▶ _Work to complete_: The answer must be every record below, repeated exactly.

** Opening Supplied data block **

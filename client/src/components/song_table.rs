//! Table of songs with per-row edit and delete actions.

use leptos::prelude::*;
use songs::Song;

use crate::state::songs::SongsState;

#[component]
pub fn SongTable(songs: RwSignal<SongsState>, on_edit: Callback<Song>, on_remove: Callback<Song>) -> impl IntoView {
    view! {
        <Show
            when=move || songs.with(|s| !s.songs.is_empty())
            fallback=|| view! { <p class="song-table__empty">"No songs yet."</p> }
        >
            <table class="song-table">
                <thead>
                    <tr>
                        <th>"Artist"</th>
                        <th>"Title"</th>
                        <th>"Year"</th>
                        <th class="song-table__actions"></th>
                    </tr>
                </thead>
                <tbody>
                    {move || {
                        songs
                            .with(|s| s.songs.clone())
                            .into_iter()
                            .map(|song| view! { <SongRow song=song on_edit=on_edit on_remove=on_remove/> })
                            .collect::<Vec<_>>()
                    }}
                </tbody>
            </table>
        </Show>
    }
}

#[component]
fn SongRow(song: Song, on_edit: Callback<Song>, on_remove: Callback<Song>) -> impl IntoView {
    let edit_song = song.clone();
    let remove_song = song.clone();

    view! {
        <tr class="song-table__row">
            <td>{song.artist}</td>
            <td>{song.title}</td>
            <td>{song.year}</td>
            <td class="song-table__actions">
                <button class="btn" on:click=move |_| on_edit.run(edit_song.clone())>
                    "Edit"
                </button>
                <button
                    class="btn btn--danger"
                    on:click=move |_| on_remove.run(remove_song.clone())
                    title="Delete song"
                >
                    "Delete"
                </button>
            </td>
        </tr>
    }
}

** Closing Supplied data block **

▶ _Solution below_:
filename client/src/components/song_table.rs
//! Table of songs with per-row edit and delete actions.

use leptos::prelude::*;
use songs::Song;

use crate::state::songs::SongsState;

#[component]
pub fn SongTable(songs: RwSignal<SongsState>, on_edit: Callback<Song>, on_remove: Callback<Song>) -> impl IntoView {
    view! {
        <Show
            when=move || songs.with(|s| !s.songs.is_empty())
            fallback=|| view! { <p class="song-table__empty">"No songs yet."</p> }
        >
            <table class="song-table">
                <thead>
                    <tr>
                        <th>"Artist"</th>
                        <th>"Title"</th>
                        <th>"Year"</th>
                        <th class="song-table__actions"></th>
                    </tr>
                </thead>
                <tbody>
                    {move || {
                        songs
                            .with(|s| s.songs.clone())
                            .into_iter()
                            .map(|song| view! { <SongRow song=song on_edit=on_edit on_remove=on_remove/> })
                            .collect::<Vec<_>>()
                    }}
                </tbody>
            </table>
        </Show>
    }
}

#[component]
fn SongRow(song: Song, on_edit: Callback<Song>, on_remove: Callback<Song>) -> impl IntoView {
    let edit_song = song.clone();
    let remove_song = song.clone();

    view! {
        <tr class="song-table__row">
            <td>{song.artist}</td>
            <td>{song.title}</td>
            <td>{song.year}</td>
            <td class="song-table__actions">
                <button class="btn" on:click=move |_| on_edit.run(edit_song.clone())>
                    "Edit"
                </button>
                <button
                    class="btn btn--danger"
                    on:click=move |_| on_remove.run(remove_song.clone())
                    title="Delete song"
                >
                    "Delete"
                </button>
            </td>
        </tr>
    }
}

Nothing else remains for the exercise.